Guest conductor Awadagin Pratt was the maestro and baritone Stephen Salters served as the soloist. Pratt has performed at the White House for both President Obama and President Clinton.

Good vibes

The good vibrations seemed everywhere.

"We're excited," Igor Shakhman said before the performance.
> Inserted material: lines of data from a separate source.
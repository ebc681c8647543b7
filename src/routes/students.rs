use actix_web::{HttpResponse, Result as ActixResult, web};

use super::not_found;
use crate::models::students::requests::{CreateStudentRequest, UpdateStudentRequest};
use crate::services::StudentService;
use crate::utils::SafeIDI64;

// HTTP处理程序
pub async fn list_students(service: web::Data<StudentService>) -> ActixResult<HttpResponse> {
    service.list_students().await
}

pub async fn create_student(
    service: web::Data<StudentService>,
    student_data: web::Json<CreateStudentRequest>,
) -> ActixResult<HttpResponse> {
    service.create_student(student_data.into_inner()).await
}

pub async fn get_student(
    service: web::Data<StudentService>,
    student_id: SafeIDI64,
) -> ActixResult<HttpResponse> {
    service.get_student(student_id.0).await
}

pub async fn update_student(
    service: web::Data<StudentService>,
    student_id: SafeIDI64,
    update_data: web::Json<UpdateStudentRequest>,
) -> ActixResult<HttpResponse> {
    service
        .update_student(student_id.0, update_data.into_inner())
        .await
}

pub async fn delete_student(
    service: web::Data<StudentService>,
    student_id: SafeIDI64,
) -> ActixResult<HttpResponse> {
    service.delete_student(student_id.0).await
}

// 配置路由
pub fn configure_student_routes(cfg: &mut web::ServiceConfig) {
    cfg.service(
        web::resource("/students")
            .route(web::get().to(list_students))
            .route(web::post().to(create_student))
            .default_service(web::to(not_found)),
    )
    .service(
        web::resource("/students/{id}")
            .route(web::get().to(get_student))
            .route(web::put().to(update_student))
            .route(web::delete().to(delete_student))
            .default_service(web::to(not_found)),
    );
}
pub mod shutdown;
pub mod startup;
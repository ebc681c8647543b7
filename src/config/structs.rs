use serde::{Deserialize, Serialize};

/// 应用配置结构体
#[derive(Debug, Clone, Serialize, Deserialize)]
pub struct AppConfig {
    pub app: AppSettings,
    pub server: ServerConfig,
    pub jwt: JwtConfig,
    pub argon2: Argon2Config,
    pub database: DatabaseConfig,
    pub cors: CorsConfig,
}

/// 应用设置
#[derive(Debug, Clone, Serialize, Deserialize)]
pub struct AppSettings {
    pub system_name: String,
    pub environment: String,
    pub log_level: String,
}

/// 服务器配置
#[derive(Debug, Clone, Serialize, Deserialize)]
pub struct ServerConfig {
    pub host: String,
    pub port: u16,
    pub workers: usize,
    pub max_workers: usize,
    pub timeouts: TimeoutConfig,
    pub limits: LimitConfig,
}

/// 超时配置
#[derive(Debug, Clone, Serialize, Deserialize)]
pub struct TimeoutConfig {
    pub client_request: u64,
    pub client_disconnect: u64,
    pub keep_alive: u64,
}

/// 限制配置
#[derive(Debug, Clone, Serialize, Deserialize)]
pub struct LimitConfig {
    pub max_payload_size: usize,
}

/// JWT 配置
#[derive(Debug, Clone, Serialize, Deserialize)]
pub struct JwtConfig {
    #[serde(skip_serializing, default)] // 不序列化到JSON响应中
    pub secret: String,
    pub access_token_expiry: i64, // 分钟
    #[serde(skip)] // 未配置密钥时为 true，表示使用了进程级随机密钥
    pub secret_generated: bool,
}

/// Argon2 参数
#[derive(Debug, Clone, Serialize, Deserialize)]
pub struct Argon2Config {
    pub memory_cost: u32,
    pub time_cost: u32,
    pub parallelism: u32,
}

/// 数据库配置
///
/// `url` 非空时直接使用，否则由 engine/user/password/host/port/name 拼接。
#[derive(Debug, Clone, Serialize, Deserialize)]
pub struct DatabaseConfig {
    pub url: String,
    pub engine: String,
    pub user: String,
    #[serde(skip_serializing, default)]
    pub password: String,
    pub name: String,
    pub host: String,
    pub port: Option<u16>,
    pub pool_size: u32, // 连接池大小
    pub timeout: u64,   // 连接超时 (秒)
}

/// CORS 配置
#[derive(Debug, Clone, Serialize, Deserialize)]
pub struct CorsConfig {
    pub allowed_origin: String,
    pub allowed_methods: Vec<String>,
    pub allowed_headers: Vec<String>,
    pub allow_credentials: bool,
    pub max_age: usize, // 预检缓存时间 (秒)
}
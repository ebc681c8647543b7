use actix_web::{HttpResponse, Result as ActixResult};
use tracing::{error, info};

use super::{StudentService, validate_student_fields};
use crate::models::{
    ApiResponse, ErrorCode,
    students::{requests::CreateStudentRequest, responses::StudentResponse},
};

pub async fn create_student(
    service: &StudentService,
    mut student_data: CreateStudentRequest,
) -> ActixResult<HttpResponse> {
    if let Err(msg) = validate_student_fields(
        Some(&student_data.first_name),
        Some(&student_data.last_name),
        Some(student_data.age),
        Some(&student_data.grade),
    ) {
        return Ok(HttpResponse::BadRequest()
            .json(ApiResponse::error_empty(ErrorCode::ValidationFailed, msg)));
    }

    student_data.first_name = student_data.first_name.trim().to_string();
    student_data.last_name = student_data.last_name.trim().to_string();
    student_data.grade = student_data.grade.trim().to_string();

    let storage = service.get_storage();

    match storage.create_student(student_data).await {
        Ok(student) => {
            info!("Student {} created", student.meta.id);
            Ok(HttpResponse::Created().json(ApiResponse::success(
                StudentResponse { student },
                "Student created successfully",
            )))
        }
        Err(e) => {
            error!("Student creation failed: {e}");
            Ok(
                HttpResponse::InternalServerError().json(ApiResponse::error_empty(
                    ErrorCode::StudentCreationFailed,
                    format!("Student creation failed: {e}"),
                )),
            )
        }
    }
}
use actix_web::{HttpResponse, Result as ActixResult, web};

use super::not_found;
use crate::models::teachers::requests::{CreateTeacherRequest, UpdateTeacherRequest};
use crate::services::TeacherService;
use crate::utils::SafeIDI64;

// HTTP处理程序
pub async fn list_teachers(service: web::Data<TeacherService>) -> ActixResult<HttpResponse> {
    service.list_teachers().await
}

pub async fn create_teacher(
    service: web::Data<TeacherService>,
    teacher_data: web::Json<CreateTeacherRequest>,
) -> ActixResult<HttpResponse> {
    service.create_teacher(teacher_data.into_inner()).await
}

pub async fn get_teacher(
    service: web::Data<TeacherService>,
    teacher_id: SafeIDI64,
) -> ActixResult<HttpResponse> {
    service.get_teacher(teacher_id.0).await
}

pub async fn update_teacher(
    service: web::Data<TeacherService>,
    teacher_id: SafeIDI64,
    update_data: web::Json<UpdateTeacherRequest>,
) -> ActixResult<HttpResponse> {
    service
        .update_teacher(teacher_id.0, update_data.into_inner())
        .await
}

pub async fn delete_teacher(
    service: web::Data<TeacherService>,
    teacher_id: SafeIDI64,
) -> ActixResult<HttpResponse> {
    service.delete_teacher(teacher_id.0).await
}

// 配置路由
pub fn configure_teacher_routes(cfg: &mut web::ServiceConfig) {
    cfg.service(
        web::resource("/teachers")
            .route(web::get().to(list_teachers))
            .route(web::post().to(create_teacher))
            .default_service(web::to(not_found)),
    )
    .service(
        web::resource("/teachers/{id}")
            .route(web::get().to(get_teacher))
            .route(web::put().to(update_teacher))
            .route(web::delete().to(delete_teacher))
            .default_service(web::to(not_found)),
    );
}
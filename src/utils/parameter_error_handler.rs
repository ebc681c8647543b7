use actix_web::{HttpRequest, HttpResponse, error::InternalError, error::JsonPayloadError};
use tracing::debug;

use crate::models::{ApiResponse, ErrorCode};

/// JSON 请求体错误处理器
///
/// 反序列化失败（缺少字段、类型错误）视为校验错误，其余为格式错误，均返回 400。
pub fn json_error_handler(err: JsonPayloadError, req: &HttpRequest) -> actix_web::Error {
    debug!("Invalid JSON body for {} {}: {}", req.method(), req.path(), err);

    let (code, message) = match &err {
        JsonPayloadError::Deserialize(e) => (ErrorCode::ValidationFailed, e.to_string()),
        JsonPayloadError::ContentType => (
            ErrorCode::BadRequest,
            "Content-Type must be application/json".to_string(),
        ),
        other => (ErrorCode::BadRequest, format!("Invalid JSON body: {other}")),
    };

    let response = HttpResponse::BadRequest().json(ApiResponse::error_empty(code, message));
    InternalError::from_response(err, response).into()
}
pub mod auth;
pub mod common;
pub mod students;
pub mod subjects;
pub mod teachers;
pub mod users;

pub use common::{ApiResponse, ErrorCode, RecordMeta};
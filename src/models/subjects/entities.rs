use serde::{Deserialize, Serialize};
use ts_rs::TS;

use crate::models::common::RecordMeta;

// 科目实体
#[derive(Debug, Clone, PartialEq, Serialize, Deserialize, TS)]
#[serde(rename_all = "PascalCase")]
#[ts(export, export_to = "subject.ts")]
pub struct Subject {
    #[serde(flatten)]
    #[ts(flatten)]
    pub meta: RecordMeta,
    pub name: String,
    pub description: Option<String>,
}
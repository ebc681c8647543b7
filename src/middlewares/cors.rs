//! 跨域中间件
//!
//! 只允许配置中的单一来源，预检结果缓存 `cors.max_age` 秒。

use actix_cors::Cors;
use tracing::warn;

use crate::config::CorsConfig;

pub fn build_cors(config: &CorsConfig) -> Cors {
    let mut cors = Cors::default()
        .allowed_methods(config.allowed_methods.iter().map(String::as_str))
        .allowed_headers(config.allowed_headers.iter().map(String::as_str))
        .max_age(config.max_age);

    if config.allowed_origin == "*" {
        // 通配来源不能与凭据同时使用
        warn!("CORS allows any origin, credentials are disabled");
        return cors.allow_any_origin();
    }

    cors = cors.allowed_origin(&config.allowed_origin);
    if config.allow_credentials {
        cors = cors.supports_credentials();
    }
    cors
}

#[cfg(test)]
mod tests {
    use super::*;
    use crate::config::AppConfig;
    use actix_web::http::{Method, StatusCode, header};
    use actix_web::{App, HttpResponse, test, web};

    #[actix_web::test]
    async fn test_preflight_for_configured_origin() {
        let config = AppConfig::get();
        let app = test::init_service(
            App::new()
                .wrap(build_cors(&config.cors))
                .route(
                    "/students",
                    web::post().to(|| async { HttpResponse::Created().finish() }),
                ),
        )
        .await;

        let req = test::TestRequest::default()
            .method(Method::OPTIONS)
            .uri("/students")
            .insert_header((header::ORIGIN, "http://localhost:5173"))
            .insert_header((header::ACCESS_CONTROL_REQUEST_METHOD, "POST"))
            .to_request();
        let resp = test::call_service(&app, req).await;

        assert_eq!(resp.status(), StatusCode::OK);
        let headers = resp.headers();
        assert_eq!(
            headers.get(header::ACCESS_CONTROL_ALLOW_ORIGIN).unwrap(),
            "http://localhost:5173"
        );
        assert_eq!(
            headers.get(header::ACCESS_CONTROL_ALLOW_CREDENTIALS).unwrap(),
            "true"
        );
        assert_eq!(headers.get(header::ACCESS_CONTROL_MAX_AGE).unwrap(), "43200");
    }

    #[actix_web::test]
    async fn test_other_origin_is_rejected() {
        let config = AppConfig::get();
        let app = test::init_service(
            App::new()
                .wrap(build_cors(&config.cors))
                .route(
                    "/students",
                    web::get().to(|| async { HttpResponse::Ok().finish() }),
                ),
        )
        .await;

        let req = test::TestRequest::get()
            .uri("/students")
            .insert_header((header::ORIGIN, "http://evil.example"))
            .to_request();
        let resp = test::call_service(&app, req).await;

        assert!(
            resp.headers()
                .get(header::ACCESS_CONTROL_ALLOW_ORIGIN)
                .is_none()
        );
    }
}
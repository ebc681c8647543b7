use serde::Deserialize;
use ts_rs::TS;

// 科目创建请求
#[derive(Debug, Clone, Deserialize, TS)]
#[serde(rename_all = "PascalCase")]
#[ts(export, export_to = "subject.ts")]
pub struct CreateSubjectRequest {
    pub name: String,
    #[serde(default)]
    pub description: Option<String>,
}

// 科目更新请求
#[derive(Debug, Clone, Default, Deserialize, TS)]
#[serde(rename_all = "PascalCase")]
#[ts(export, export_to = "subject.ts")]
pub struct UpdateSubjectRequest {
    pub name: Option<String>,
    pub description: Option<String>,
}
He is the orchestra's executive director and principal clarinetist. "After five years of absence (from the park) … we've worked incredibly hard to get everything together."

"I think this is a great idea," said second clarinetist Steve Bass, who also is president of Oregon Public Broadcasting. "It's a great opportunity to bring kids, and those who are not familiar with classical music."

Musical petting zoo

And children had an opportunity to see if music is in their future.

Beacock Music brought a variety of instruments and invited children to have a go.

"It was fun," said 6-year-old Luz Culbert-Nusser after sampling the trombone, trumpet and violin.

"I heard F, B-flat and maybe D," said her proud father, John Nusser, 42, of Portland. "She's in the first grade, and so we're talking about lessons."

Wayne Thompson, director of band and orchestra sales for Beacock, said more than 50 youngsters tried instruments.

"Just trying to give kids that first experience," he said. "This is a blast."

Amy Page, 39, photographed her daughter, Erin, 11, giving the violin a try.

"It was actually really easy," Erin said of her time with the instrument.

There were all ages at the concert, which featured selections from Copland, Dvorak and Beethoven.

Brentin Peters, 15, a sophomore at Camas High School, was there with his family.

He plays bass guitar, guitar and piano.

Asked for his opinion of the performance, Peters said, "I thought it was great, and I think it's cool how music can bring people together."